Briefly, Buckminster aims at providing a development environment within
Eclipse that is truly component aware (note that this is not supposed to
necessarily be an all new way of doing things - Buckminster wish to be as
non-intrusive as possible if users don't wish no more, for example by
natively reading & understanding normal Eclipse artifacts like plugin.xml
and the like. It can obviously be more capable, again if users wish to pour
some effort in structuring). This transcends to aspects like dependency
description and resolvement, scripted actions (like building) etc. We've
been at this for over a year (and dumping >10 man years of previous attempts
& experience in it :-). There's still a ways to go, but there's a lot of
groundbreaking pieces in there.
I find the ECP (until new naming, I'll use this acronym) project interesting
for the simple reason that it may provide a very good vehicle to bind
together the runtime approach 'ECP' is primarily looking at (as I presently
understand it), vs the development angle that Buckminster covers. Looking at
the comments made by Igor, I'd agree that it's relevant to address 'all
tiers' - it makes things a lot easier if there is some form of 'seamless'
transition between development, test/qa, deployment, maintenance etc. While
Buckminster is intended to be able to agnostically handle any language and
any desired setup, it is probably obvious that it will best shine in a full
Eclipse/OSGi setting. Therefore, the ECP approach of a general framework
rhymes well in our opinion.
As an aside, concerning the discussion about use of 'component' as a term:
yes, it's very generic, abstract and perhaps even overused.
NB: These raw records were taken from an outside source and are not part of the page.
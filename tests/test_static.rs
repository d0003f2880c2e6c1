use battery_beacon::http::response::StatusCode;
use battery_beacon::routes::static_files::file_response;
use battery_beacon::routes::StaticFileResolver;
use std::fs;
use std::path::Path;

#[test]
fn test_resolve_is_relative_to_root() {
    let files = StaticFileResolver::new("/srv/www");

    assert_eq!(files.resolve("/public/demo.html"), Path::new("/srv/www/public/demo.html"));
    assert_eq!(files.resolve("//x"), Path::new("/srv/www/x"));
}

#[test]
fn test_existing_file_is_served_byte_for_byte() {
    let root = tempfile::tempdir().unwrap();
    fs::create_dir_all(root.path().join("existing")).unwrap();
    let content = b"line one\r\nline two\x00\xff".to_vec();
    fs::write(root.path().join("existing/file.txt"), &content).unwrap();

    let files = StaticFileResolver::new(root.path());
    assert_eq!(files.read("/existing/file.txt").unwrap(), content);

    let response = file_response(&files, "/existing/file.txt");
    assert_eq!(response.status, StatusCode::Ok);
    assert_eq!(response.body, content);
    assert_eq!(response.header("Content-Type"), None);
}

#[test]
fn test_missing_file_is_not_found() {
    let root = tempfile::tempdir().unwrap();
    let files = StaticFileResolver::new(root.path());

    let err = files.read("/missing.txt").unwrap_err();
    assert_eq!(err.path, root.path().join("missing.txt"));

    let response = file_response(&files, "/missing.txt");
    assert_eq!(response.status, StatusCode::NotFound);
    assert_eq!(response.body, b"File Not Found: /missing.txt".to_vec());
}

#[test]
fn test_directory_is_not_found() {
    let root = tempfile::tempdir().unwrap();
    fs::create_dir_all(root.path().join("public")).unwrap();
    let files = StaticFileResolver::new(root.path());

    assert!(files.read("/public").is_err());
    assert!(files.read("/").is_err());
    assert_eq!(file_response(&files, "/").status, StatusCode::NotFound);
}

#[test]
fn test_parent_segments_are_not_rewritten() {
    let outer = tempfile::tempdir().unwrap();
    fs::create_dir_all(outer.path().join("root")).unwrap();
    fs::write(outer.path().join("outside.txt"), b"outside").unwrap();

    let files = StaticFileResolver::new(outer.path().join("root"));
    assert_eq!(files.read("/../outside.txt").unwrap(), b"outside".to_vec());
}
But for
Buckminster, it makes perfect sense specifically for these reasons -
Buckminster is very generic in its definition of what a component is, and
that's as it should be. For example, we rather see things in terms for
'component types' - which is an extension point, among many others.
Thank you,
ken1
"Igor Shabalov" <ishabalov@xxxxxxxxxx> wrote in message
news:e0va44$hsl$1@xxxxxxxxxxxxxxxxxxxx
...snip...
>
> What about application life cycle? Our components may have full
> design-time artifact inside (code, build scripts, documentation, tests
> etc.).
>
> In all this cases we need (definition of) components, dependencies,
> assembly, distribution etc, what essentially we all are talking about
> here. So, we have to address all tiers!